La ricetta italiana che comunemente viene chiamata torta salata, assomiglia alle quiche, la base è un impasto a base di farina, burro, sale e acqua, in cui non sono presenti le uova.

SUGGERIMENTO:
La creme fraiche è una specialità francese, più comunemente conosciuta in Italia con il nome “panna acida”. Viene utizzata come condimento praticamente per tutto: carne, pesce, verdura, frutta, dolci. Dal punto di vista salutistico, è bene abbinarla a cibi magri: ottima con la verdura cruda, nelle insalate, con le patate, abbinata a pesci magri o per smorzare salumi magri o il pesce affumicato come il salmone. L’avete mai provata nelle patate bollite, poi scavate, e ancora caldissime riempite di panna acida ed erba cipollina? Fantastica!!

LO SAPEVATE CHE:
L’uovo di quaglia si usa come l’uovo di gallina ma è più leggero, più delicato e con meno colesterolo. Ha molte proprietà nutrizionali, e sono importanti alimenti per chi soffre di allergia ai pollini. Sono piccole, con guscio picchiettato di scuro e raggiungono mediamente il peso di appena 20-30 grammi.
provate a leggere il loro impiego in queste mie due ricette:

TAGLIATELLE CON UOVA DI QUAGLIA
UOVA FINGER FOOD PASQUALI

Gli asparagi sono molto delicati, una volta puliti , evitate di affogarli in litri di acqua bollente, finireste per disfarli e perdere buona parte dei principi nutritivi. Se preferite la cottura in acqua munitevi di una casseruola stretta e alta e adagiatevi gli asparagi in piedi. Infine la cottura a vapore è forse la migliore in assoluto. Esistono diversi tipi di asparagi.
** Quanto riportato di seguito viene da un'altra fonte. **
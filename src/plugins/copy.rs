//! `copy` builder - publishes a project's sources to the output tree as-is.
//!
//! Useful for interpreted sources and as the reference builder: every
//! source file becomes one action, and the outputs of build dependencies
//! are declared as inputs so dependents are copied after what they use.

use std::path::Path;

use anyhow::Result;
use serde_json::Value;

use crate::build::context::{BuildContext, Root};
use crate::build::file::File;
use crate::build::step::CopyFiles;
use crate::core::label::Label;
use crate::core::plugin::{BuildOptions, Builder};
use crate::core::provider::{DefaultInfo, ExternalModuleInfo, Provider};
use crate::extract::{DependencyExtractor, ImportExtractor};

pub const NAME: &str = "copy";

#[derive(Debug, Default)]
pub struct CopyBuilder {
    extractor: ImportExtractor,
}

impl CopyBuilder {
    pub fn new() -> Self {
        CopyBuilder {
            extractor: ImportExtractor::new(),
        }
    }
}

/// Upstream files that belong to one of `projects`.
fn dependency_outputs(deps: &[Provider], projects: &[Label]) -> Vec<File> {
    DefaultInfo::files(deps)
        .into_iter()
        .filter(|file| {
            projects
                .iter()
                .any(|label| file.path().starts_with(Path::new(label.project())))
        })
        .collect()
}

impl Builder for CopyBuilder {
    fn name(&self) -> &str {
        NAME
    }

    fn build(&self, cx: &mut BuildContext, opts: BuildOptions<'_>) -> Result<Vec<Provider>> {
        let build_deps: Vec<Label> = opts
            .project
            .dependencies
            .build
            .iter()
            .filter_map(|dep| Label::parse(dep).ok())
            .collect();
        let upstream = dependency_outputs(opts.deps, &build_deps);

        let mut outputs = Vec::with_capacity(opts.sources.len());
        for source in opts.sources {
            let output = cx.rebase(source, Root::Output);
            let mut inputs = vec![source.clone()];
            inputs.extend(upstream.iter().cloned());

            cx.action(
                format!("Copy {}", source.path().display()),
                CopyFiles::new(std::slice::from_ref(source), std::slice::from_ref(&output)),
                inputs,
                vec![output.clone()],
                CopyFiles::run,
            )?;
            outputs.push(output);
        }

        let externals = opts
            .project
            .dependencies
            .build
            .iter()
            .filter(|dep| !Label::is_label(dep));

        Ok(vec![
            Provider::default_info(DefaultInfo::with_files(outputs)),
            Provider::external_modules(ExternalModuleInfo::new(externals)),
        ])
    }

    fn extractor(&self) -> Option<&dyn DependencyExtractor> {
        Some(&self.extractor)
    }

    fn validate_config(&self, config: &Value) -> std::result::Result<(), String> {
        match config {
            Value::Null => Ok(()),
            Value::Object(table) if table.is_empty() => Ok(()),
            Value::Object(table) => Err(format!(
                "the copy builder takes no options, found `{}`",
                table.keys().cloned().collect::<Vec<_>>().join("`, `")
            )),
            _ => Err("expected a table".to_string()),
        }
    }
}
//! Global context for keel operations.
//!
//! Holds the process-level state the CLI needs before a workspace is
//! loaded: the working directory, output preferences and where engine
//! configuration lives.

use std::path::{Path, PathBuf};
use std::sync::Arc;

use anyhow::{Context, Result};

use crate::core::errors::ConfigError;
use crate::core::workspace::{find_workspace_config, Workspace};
use crate::util::config::{global_config_path, load_config, workspace_config_path, Config};

#[derive(Debug, Clone)]
pub struct GlobalContext {
    cwd: PathBuf,

    /// Global config file, if a home directory is known.
    global_config: Option<PathBuf>,

    verbose: bool,

    color: bool,
}

impl GlobalContext {
    pub fn new() -> Result<Self> {
        let cwd = std::env::current_dir().context("failed to get current directory")?;
        Ok(GlobalContext {
            cwd,
            global_config: global_config_path(),
            verbose: false,
            color: true,
        })
    }

    pub fn with_cwd(cwd: PathBuf) -> Result<Self> {
        let mut ctx = Self::new()?;
        ctx.cwd = cwd;
        Ok(ctx)
    }

    /// Read global settings from `path` instead of `~/.keel/config.toml`.
    pub fn with_global_config(mut self, path: Option<PathBuf>) -> Self {
        self.global_config = path;
        self
    }

    pub fn set_verbose(&mut self, verbose: bool) {
        self.verbose = verbose;
    }

    pub fn set_color(&mut self, color: bool) {
        self.color = color;
    }

    pub fn cwd(&self) -> &Path {
        &self.cwd
    }

    pub fn is_verbose(&self) -> bool {
        self.verbose
    }

    pub fn color(&self) -> bool {
        self.color
    }

    /// Resolve `path` against the working directory.
    pub fn resolve_path(&self, path: &Path) -> PathBuf {
        if path.is_absolute() {
            path.to_path_buf()
        } else {
            self.cwd.join(path)
        }
    }

    /// `Keel.toml` of the workspace enclosing the working directory.
    pub fn find_workspace_config(&self) -> Result<PathBuf, ConfigError> {
        find_workspace_config(&self.cwd)
    }

    pub fn workspace(&self) -> Result<Arc<Workspace>, ConfigError> {
        Workspace::find(&self.cwd)
    }

    /// Engine settings for `workspace`: global config overridden by the
    /// workspace's `<meta-dir>/config.toml`.
    pub fn config(&self, workspace: &Workspace) -> Config {
        load_config(
            self.global_config.as_deref(),
            &workspace_config_path(workspace.meta_dir()),
        )
    }
}
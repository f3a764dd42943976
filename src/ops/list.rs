//! Implementation of `keel list`.

use anyhow::Result;

use crate::core::workspace::Workspace;

#[derive(Debug, Clone, Copy, Default, PartialEq, Eq)]
pub enum ListKind {
    #[default]
    Projects,
    Targets,
}

/// Sorted project names, or sorted target display names.
pub fn list(workspace: &Workspace, kind: ListKind) -> Result<Vec<String>> {
    let projects = workspace.load_all_projects()?;

    let mut names: Vec<String> = match kind {
        ListKind::Projects => projects.iter().map(|p| p.name.clone()).collect(),
        ListKind::Targets => projects
            .iter()
            .flat_map(|p| p.targets.values().map(|t| t.display_name()))
            .collect(),
    };
    names.sort();
    Ok(names)
}

#[cfg(test)]
mod tests {
    use super::*;
    use crate::test_support::fixtures::WorkspaceFixture;

    #[test]
    fn test_list() {
        let fixture = WorkspaceFixture::new()
            .project("libs/ui", "build = \"copy\"\n")
            .project(
                "apps/web",
                "build = \"copy\"\n[targets.web]\nbundle = \"files\"\n[targets.storybook]\nbundle = \"files\"\n",
            );
        let ws = fixture.workspace();

        assert_eq!(list(&ws, ListKind::Projects).unwrap(), ["apps/web", "libs/ui"]);
        assert_eq!(
            list(&ws, ListKind::Targets).unwrap(),
            ["apps/web", "apps/web:storybook"]
        );
    }

    #[test]
    fn test_dist_dir_is_not_scanned() {
        let fixture = WorkspaceFixture::new()
            .project("libs/ui", "build = \"copy\"\n")
            .file("dist/libs/ui/Project.toml", "build = \"copy\"\n");
        let ws = fixture.workspace();
        assert_eq!(list(&ws, ListKind::Projects).unwrap(), ["libs/ui"]);
    }
}
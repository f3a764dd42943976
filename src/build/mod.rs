//! The build pipeline.
//!
//! Requested labels are assembled into a build graph of per-project and
//! per-target steps. Executing the build graph yields providers plus an
//! action graph over files; the action graph is reduced to the actions
//! needed for the requested outputs and the scheduler runs those.

pub mod action;
pub mod build_graph;
pub mod context;
pub mod events;
pub mod execution;
pub mod executor;
pub mod file;
pub mod scheduler;
pub mod step;

pub use action::{Action, ActionGraph, ActionId};
pub use build_graph::{assemble, BuildGraph, BuildGraphError, BuildStep, StepKind};
pub use context::{BuildContext, Root};
pub use events::{BuildEvent, EventLog, LoggedEvent};
pub use execution::ExecutionGraph;
pub use executor::{ExecutedGraph, StepFailure};
pub use file::File;
pub use scheduler::{ActionFailure, BuildProgress, FailurePolicy, ScheduleOptions, ScheduleReport};
//! Subprocess execution utilities.

use std::collections::BTreeMap;
use std::ffi::OsStr;
use std::path::{Path, PathBuf};
use std::process::{ExitStatus, Stdio};

use anyhow::{bail, Context, Result};
use serde::{Deserialize, Serialize};

/// Builder for subprocess execution.
///
/// Serializable so a command line can travel as an action's config.
#[derive(Debug, Clone, PartialEq, Eq, Serialize, Deserialize)]
pub struct ProcessBuilder {
    program: PathBuf,
    #[serde(default)]
    args: Vec<String>,
    #[serde(default)]
    env: BTreeMap<String, String>,
    #[serde(default)]
    cwd: Option<PathBuf>,
}

impl ProcessBuilder {
    pub fn new(program: impl AsRef<Path>) -> Self {
        ProcessBuilder {
            program: program.as_ref().to_path_buf(),
            args: Vec::new(),
            env: BTreeMap::new(),
            cwd: None,
        }
    }

    /// Build from an argv list such as `["tsc", "-p", "."]`.
    pub fn from_argv<S: AsRef<str>>(argv: &[S]) -> Result<Self> {
        let Some((program, args)) = argv.split_first() else {
            bail!("command must not be empty");
        };
        Ok(ProcessBuilder::new(program.as_ref()).args(args.iter().map(|a| a.as_ref())))
    }

    pub fn arg(mut self, arg: impl AsRef<OsStr>) -> Self {
        self.args.push(arg.as_ref().to_string_lossy().into_owned());
        self
    }

    pub fn args<I, S>(mut self, args: I) -> Self
    where
        I: IntoIterator<Item = S>,
        S: AsRef<OsStr>,
    {
        self.args.extend(
            args.into_iter()
                .map(|s| s.as_ref().to_string_lossy().into_owned()),
        );
        self
    }

    pub fn env(mut self, key: impl AsRef<str>, value: impl AsRef<str>) -> Self {
        self.env
            .insert(key.as_ref().to_string(), value.as_ref().to_string());
        self
    }

    pub fn cwd(mut self, cwd: impl AsRef<Path>) -> Self {
        self.cwd = Some(cwd.as_ref().to_path_buf());
        self
    }

    pub fn get_program(&self) -> &Path {
        &self.program
    }

    pub fn get_args(&self) -> &[String] {
        &self.args
    }

    fn configure<C>(&self, cmd: &mut C, arg: impl Fn(&mut C, &str), env: impl Fn(&mut C, &str, &str))
    {
        for a in &self.args {
            arg(cmd, a);
        }
        for (key, value) in &self.env {
            env(cmd, key, value);
        }
    }

    fn std_command(&self) -> std::process::Command {
        let mut cmd = std::process::Command::new(&self.program);
        self.configure(
            &mut cmd,
            |c, a| {
                c.arg(a);
            },
            |c, k, v| {
                c.env(k, v);
            },
        );
        if let Some(ref cwd) = self.cwd {
            cmd.current_dir(cwd);
        }
        cmd
    }

    fn tokio_command(&self) -> tokio::process::Command {
        let mut cmd = tokio::process::Command::new(&self.program);
        self.configure(
            &mut cmd,
            |c, a| {
                c.arg(a);
            },
            |c, k, v| {
                c.env(k, v);
            },
        );
        if let Some(ref cwd) = self.cwd {
            cmd.current_dir(cwd);
        }
        cmd
    }

    /// Run to completion with inherited stdio and return the exit status.
    pub fn status(&self) -> Result<ExitStatus> {
        self.std_command()
            .status()
            .with_context(|| format!("failed to execute `{}`", self.display_command()))
    }

    /// Run to completion with captured output.
    pub fn output(&self) -> Result<std::process::Output> {
        self.std_command()
            .stdout(Stdio::piped())
            .stderr(Stdio::piped())
            .output()
            .with_context(|| format!("failed to execute `{}`", self.display_command()))
    }

    /// Run with inherited stdio and require success.
    pub fn exec_and_check(&self) -> Result<()> {
        let status = self.status()?;
        if !status.success() {
            bail!(
                "`{}` failed with exit code {:?}",
                self.display_command(),
                status.code()
            );
        }
        Ok(())
    }

    /// Async variant of [`exec_and_check`](Self::exec_and_check). The child is
    /// killed if the returned future is dropped.
    pub async fn run_inherited(&self) -> Result<()> {
        let mut cmd = self.tokio_command();
        cmd.stdin(Stdio::inherit())
            .stdout(Stdio::inherit())
            .stderr(Stdio::inherit())
            .kill_on_drop(true);

        let status = cmd
            .status()
            .await
            .with_context(|| format!("failed to execute `{}`", self.display_command()))?;

        if !status.success() {
            bail!(
                "`{}` failed with exit code {:?}",
                self.display_command(),
                status.code()
            );
        }
        Ok(())
    }

    /// Display the command for error messages.
    pub fn display_command(&self) -> String {
        let mut parts = vec![self.program.display().to_string()];
        parts.extend(self.args.iter().cloned());
        parts.join(" ")
    }
}

/// Find an executable in PATH.
pub fn find_executable(name: &str) -> Option<PathBuf> {
    which::which(name).ok()
}

#[cfg(test)]
mod tests {
    use super::*;

    #[test]
    fn test_display_command() {
        let pb = ProcessBuilder::new("tsc").args(["-p", "tsconfig.json"]);
        assert_eq!(pb.display_command(), "tsc -p tsconfig.json");
    }

    #[test]
    fn test_from_argv() {
        let pb = ProcessBuilder::from_argv(&["node", "build.js"]).unwrap();
        assert_eq!(pb.get_program(), Path::new("node"));
        assert_eq!(pb.get_args(), ["build.js"]);

        let empty: [&str; 0] = [];
        assert!(ProcessBuilder::from_argv(&empty).is_err());
    }

    #[test]
    fn test_serde_round_trip_as_config() {
        let pb = ProcessBuilder::new("sh").arg("-c").arg("true").cwd("/tmp");
        let value = serde_json::to_value(&pb).unwrap();
        assert_eq!(value["program"], "sh");
        let back: ProcessBuilder = serde_json::from_value(value).unwrap();
        assert_eq!(back, pb);
    }

    #[cfg(unix)]
    #[test]
    fn test_output_captures_stdout() {
        let output = ProcessBuilder::new("echo").arg("hello").output().unwrap();
        assert!(output.status.success());
        assert!(String::from_utf8_lossy(&output.stdout).contains("hello"));
    }

    #[cfg(unix)]
    #[tokio::test]
    async fn test_run_inherited_reports_failure() {
        assert!(ProcessBuilder::new("true").run_inherited().await.is_ok());
        let err = ProcessBuilder::new("false").run_inherited().await.unwrap_err();
        assert!(err.to_string().contains("`false` failed"));
    }
}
Quello bianco, ne ho parlato ampiamente qui, quello comune e quello selvatico che, con la sua punta amara e aromatica, sostiene perfettamente la quiche in un miracoloso equilibrio gustativo !

Ingredienti pasta brisè
250 grammi di farina
150 grammi di burro freddo
un cucchiaio di latte freddo
un pizzico di zucchero semolato
un pizzico di sale (7 grammi circa)
un uovo

per la farcitura (appareil)
250 ml di panna acida crème fraîche
4 uova
40 g di parmigiano grattugiato
circa 10/15 asparagi piccolissimi
3 uova di quaglia
mezza cipolla rossa fresca
sale e pepe

Mettere sul piano di lavoro la farina, il burro freddo a dadini,  lo zucchero, il sale e l’uovo intero e lavorare il composto con la punta delle dita fino a formare un composto ‘a briciole’. Aggiungere il latte e lavorare ancora finché tutto non si amalgama bene: dovete ottenere un composto liscio e omogeneo. Fare una ‘palla’, coprirla con pellicola e metterla a riposare in frigorifero per almeno un’ora,

Pulire gli asparagi togliendo la parte finale più dura del gambo, lavarli e asciugarli. Tritare finemente  la cipolla. Mettere in una padella un filo di olio extravergine di oliva, quindi unire la cipolla e gli asparagi: rosolare a fuoco alto, quindi cuocere per pochi minuti a fuoco bassissimo, unendo se necessario poca acqua calda, finché gli asparagi non saranno teneri. Aggiustare di sale e pepe e mettere da parte. Fate bollire le uova di quaglia per 3/4 minuti poi raffreddatele sotto l’acqua fredda e tenetele da parte.

Preriscaldare il forno a 180 gradi. Rivestire il fondo e i bordi di una tortiera rettangolare con la pasta brisèe, bucherellare il fondo con i rebbi di una forchetta, coprire con carta forno e cuocetela in bianco per 20 minuti.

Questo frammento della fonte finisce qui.